[Entries taken from a collection]
§

pub mod adapter;
pub mod attach;
pub mod context;
pub mod error;
pub mod extract;
pub mod handler;
pub mod send;

pub use adapter::DiscordAdapter;
pub use context::DiscordAppContext;
pub use error::{DiscordError, ExtractError};
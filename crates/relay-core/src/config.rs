use std::path::Path;

use figment::{
    providers::{Env, Format, Toml},
    Figment,
};
use serde::{Deserialize, Serialize};

pub const DEFAULT_CONFIG_PATH: &str = "relay.toml";
pub const DEFAULT_MODEL: &str = "gpt-5";
pub const DEFAULT_MAX_OUTPUT_TOKENS: u32 = 2000;
pub const DEFAULT_CONTEXT_LIMIT: usize = 15;
pub const DEFAULT_CHUNK_SIZE: usize = 6000;
pub const DEFAULT_PDF_CHAR_BUDGET: usize = 4000;
pub const DEFAULT_MAP_DELAY_MS: u64 = 1000;
pub const DEFAULT_IMAGE_MAX_DIMENSION: u32 = 512;
pub const DEFAULT_JPEG_QUALITY: u8 = 80;
pub const DEFAULT_MAX_ATTACHMENT_BYTES: u64 = 25 * 1024 * 1024; // Discord's upload cap

/// Top-level config (relay.toml + RELAY_* env overrides).
#[derive(Debug, Clone, Serialize, Deserialize)]
pub struct RelayConfig {
    pub discord: DiscordConfig,
    #[serde(default)]
    pub agent: AgentConfig,
    #[serde(default)]
    pub image: ImageConfig,
    pub providers: ProvidersConfig,
    #[serde(default)]
    pub identity: IdentityConfig,
    #[serde(default)]
    pub storage: StorageConfig,
}

#[derive(Debug, Clone, Serialize, Deserialize)]
pub struct DiscordConfig {
    pub bot_token: String,
    /// The only channel the bot listens and replies in.
    pub allowed_channel_id: u64,
    /// Attachments larger than this are ignored.
    #[serde(default = "default_max_attachment_bytes")]
    pub max_attachment_bytes: u64,
}

#[derive(Debug, Clone, Serialize, Deserialize)]
pub struct AgentConfig {
    #[serde(default = "default_model")]
    pub model: String,
    #[serde(default = "default_max_output_tokens")]
    pub max_output_tokens: u32,
    /// Number of most recent non-system turns forwarded with each request.
    #[serde(default = "default_context_limit")]
    pub context_limit: usize,
    /// Maximum characters per document fragment before map-reduce kicks in.
    #[serde(default = "default_chunk_size")]
    pub chunk_size: usize,
    #[serde(default = "default_pdf_char_budget")]
    pub pdf_char_budget: usize,
    /// Wait between consecutive map-phase calls, in milliseconds.
    #[serde(default = "default_map_delay_ms")]
    pub map_delay_ms: u64,
}

impl Default for AgentConfig {
    fn default() -> Self {
        Self {
            model: default_model(),
            max_output_tokens: DEFAULT_MAX_OUTPUT_TOKENS,
            context_limit: DEFAULT_CONTEXT_LIMIT,
            chunk_size: DEFAULT_CHUNK_SIZE,
            pdf_char_budget: DEFAULT_PDF_CHAR_BUDGET,
            map_delay_ms: DEFAULT_MAP_DELAY_MS,
        }
    }
}

#[derive(Debug, Clone, Serialize, Deserialize)]
pub struct ImageConfig {
    /// Longest edge, in pixels, after thumbnailing.
    #[serde(default = "default_image_max_dimension")]
    pub max_dimension: u32,
    #[serde(default = "default_jpeg_quality")]
    pub jpeg_quality: u8,
}

impl Default for ImageConfig {
    fn default() -> Self {
        Self {
            max_dimension: DEFAULT_IMAGE_MAX_DIMENSION,
            jpeg_quality: DEFAULT_JPEG_QUALITY,
        }
    }
}

#[derive(Debug, Clone, Serialize, Deserialize)]
pub struct ProvidersConfig {
    pub openai: OpenAiProviderConfig,
}

#[derive(Debug, Clone, Serialize, Deserialize)]
pub struct OpenAiProviderConfig {
    pub api_key: String,
    #[serde(default = "default_openai_base_url")]
    pub base_url: String,
}

/// Display-name prefixes that are stripped to find the person behind a name.
///
/// Order matters: the first prefix that matches wins.
#[derive(Debug, Clone, Serialize, Deserialize)]
pub struct IdentityConfig {
    #[serde(default = "default_identity_prefixes")]
    pub prefixes: Vec<String>,
}

impl Default for IdentityConfig {
    fn default() -> Self {
        Self {
            prefixes: default_identity_prefixes(),
        }
    }
}

#[derive(Debug, Clone, Serialize, Deserialize)]
pub struct StorageConfig {
    #[serde(default = "default_history_path")]
    pub history_path: String,
}

impl Default for StorageConfig {
    fn default() -> Self {
        Self {
            history_path: default_history_path(),
        }
    }
}

fn default_model() -> String {
    DEFAULT_MODEL.to_string()
}
fn default_max_output_tokens() -> u32 {
    DEFAULT_MAX_OUTPUT_TOKENS
}
fn default_context_limit() -> usize {
    DEFAULT_CONTEXT_LIMIT
}
fn default_chunk_size() -> usize {
    DEFAULT_CHUNK_SIZE
}
fn default_pdf_char_budget() -> usize {
    DEFAULT_PDF_CHAR_BUDGET
}
fn default_map_delay_ms() -> u64 {
    DEFAULT_MAP_DELAY_MS
}
fn default_image_max_dimension() -> u32 {
    DEFAULT_IMAGE_MAX_DIMENSION
}
fn default_jpeg_quality() -> u8 {
    DEFAULT_JPEG_QUALITY
}
fn default_max_attachment_bytes() -> u64 {
    DEFAULT_MAX_ATTACHMENT_BYTES
}
fn default_openai_base_url() -> String {
    "https://api.openai.com".to_string()
}
fn default_identity_prefixes() -> Vec<String> {
    ["매니저_", "교육생_", "멘토_", "운영자_"]
        .iter()
        .map(|p| p.to_string())
        .collect()
}
fn default_history_path() -> String {
    "user_histories.json".to_string()
}

impl RelayConfig {
    /// Load config from a TOML file with RELAY_* env var overrides.
    ///
    /// Nested keys use a double underscore, e.g. `RELAY_DISCORD__BOT_TOKEN`.
    /// Falls back to `./relay.toml` when no path is given.
    pub fn load(config_path: Option<&Path>) -> crate::error::Result<Self> {
        let path = config_path.unwrap_or_else(|| Path::new(DEFAULT_CONFIG_PATH));

        let config: RelayConfig = Figment::new()
            .merge(Toml::file(path))
            .merge(Env::prefixed("RELAY_").split("__"))
            .extract()
            .map_err(|e| crate::error::RelayError::Config(e.to_string()))?;

        config.validate()?;
        Ok(config)
    }

    fn validate(&self) -> crate::error::Result<()> {
        use crate::error::RelayError;

        if self.discord.bot_token.trim().is_empty() {
            return Err(RelayError::Config("discord.bot_token is empty".to_string()));
        }
        if self.providers.openai.api_key.trim().is_empty() {
            return Err(RelayError::Config(
                "providers.openai.api_key is empty".to_string(),
            ));
        }
        if self.agent.chunk_size == 0 {
            return Err(RelayError::Config(
                "agent.chunk_size must be greater than zero".to_string(),
            ));
        }
        Ok(())
    }

    /// Delay inserted between consecutive map-phase model calls.
    pub fn map_delay(&self) -> std::time::Duration {
        std::time::Duration::from_millis(self.agent.map_delay_ms)
    }
}
//! Turn → ordered content parts for one outbound model request.
//!
//! Parts are emitted in a fixed order: text, image, document. A request never
//! goes out empty; with nothing to send it carries a "no content" placeholder.

use relay_core::types::{ContentPart, DocumentKind, Turn, TurnPayload};
use tracing::debug;

use super::chunk::{chunk, clean_text, truncate_chars};
use super::summarize::MapReduceSummarizer;

pub const IMAGE_MIME_TYPE: &str = "image/jpeg";
pub const PDF_HEADER: &str = "[PDF content]";
pub const TXT_HEADER: &str = "[TXT content]";
pub const PDF_NO_TEXT_PLACEHOLDER: &str =
    "(This PDF contains no extractable text. It is probably an image-based scan.)";
pub const NO_CONTENT_PLACEHOLDER: &str = "no content";

pub struct PromptAssembler<'a> {
    summarizer: MapReduceSummarizer<'a>,
    pdf_char_budget: usize,
    chunk_size: usize,
}

impl<'a> PromptAssembler<'a> {
    pub fn new(
        summarizer: MapReduceSummarizer<'a>,
        pdf_char_budget: usize,
        chunk_size: usize,
    ) -> Self {
        Self {
            summarizer,
            pdf_char_budget,
            chunk_size,
        }
    }

    pub async fn assemble(&self, turn: &Turn) -> Vec<ContentPart> {
        let mut parts = Vec::new();

        let text = turn.text.trim();
        if !text.is_empty() {
            parts.push(ContentPart::text(text));
        }

        match &turn.payload {
            TurnPayload::TextOnly => {}
            TurnPayload::WithImage { image } => parts.push(ContentPart::Image {
                bytes: image.clone(),
                mime_type: IMAGE_MIME_TYPE.to_string(),
            }),
            TurnPayload::WithExtractedDocument {
                kind: DocumentKind::Pdf,
                text,
            } => parts.push(ContentPart::Text(self.pdf_part(text))),
            TurnPayload::WithExtractedDocument {
                kind: DocumentKind::Txt,
                text,
            } => parts.push(ContentPart::Text(self.txt_part(text).await)),
        }

        if parts.is_empty() {
            parts.push(ContentPart::text(NO_CONTENT_PLACEHOLDER));
        }
        parts
    }

    fn pdf_part(&self, raw: &str) -> String {
        let cleaned = clean_text(raw);
        let body = if cleaned.is_empty() {
            PDF_NO_TEXT_PLACEHOLDER
        } else {
            truncate_chars(&cleaned, self.pdf_char_budget)
        };
        format!("{PDF_HEADER}\n{body}")
    }

    async fn txt_part(&self, raw: &str) -> String {
        let doc = chunk(raw, self.chunk_size);
        if doc.needs_summary() {
            debug!(fragments = doc.len(), "text attachment exceeds chunk size");
            return self.summarizer.summarize_long(&doc).await;
        }
        format!("{TXT_HEADER}\n{}", clean_text(raw))
    }
}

§

▶ _What to produce_
Among the entries above, find the line with "impl Default for StorageConfig" and the line with "Nested keys use"; give again exactly these two lines and all lines between them.

▶ _Written answer_
impl Default for StorageConfig {
    fn default() -> Self {
        Self {
            history_path: default_history_path(),
        }
    }
}

fn default_model() -> String {
    DEFAULT_MODEL.to_string()
}
fn default_max_output_tokens() -> u32 {
    DEFAULT_MAX_OUTPUT_TOKENS
}
fn default_context_limit() -> usize {
    DEFAULT_CONTEXT_LIMIT
}
fn default_chunk_size() -> usize {
    DEFAULT_CHUNK_SIZE
}
fn default_pdf_char_budget() -> usize {
    DEFAULT_PDF_CHAR_BUDGET
}
fn default_map_delay_ms() -> u64 {
    DEFAULT_MAP_DELAY_MS
}
fn default_image_max_dimension() -> u32 {
    DEFAULT_IMAGE_MAX_DIMENSION
}
fn default_jpeg_quality() -> u8 {
    DEFAULT_JPEG_QUALITY
}
fn default_max_attachment_bytes() -> u64 {
    DEFAULT_MAX_ATTACHMENT_BYTES
}
fn default_openai_base_url() -> String {
    "https://api.openai.com".to_string()
}
fn default_identity_prefixes() -> Vec<String> {
    ["매니저_", "교육생_", "멘토_", "운영자_"]
        .iter()
        .map(|p| p.to_string())
        .collect()
}
fn default_history_path() -> String {
    "user_histories.json".to_string()
}

impl RelayConfig {
    /// Load config from a TOML file with RELAY_* env var overrides.
    ///
    /// Nested keys use a double underscore, e.g. `RELAY_DISCORD__BOT_TOKEN`.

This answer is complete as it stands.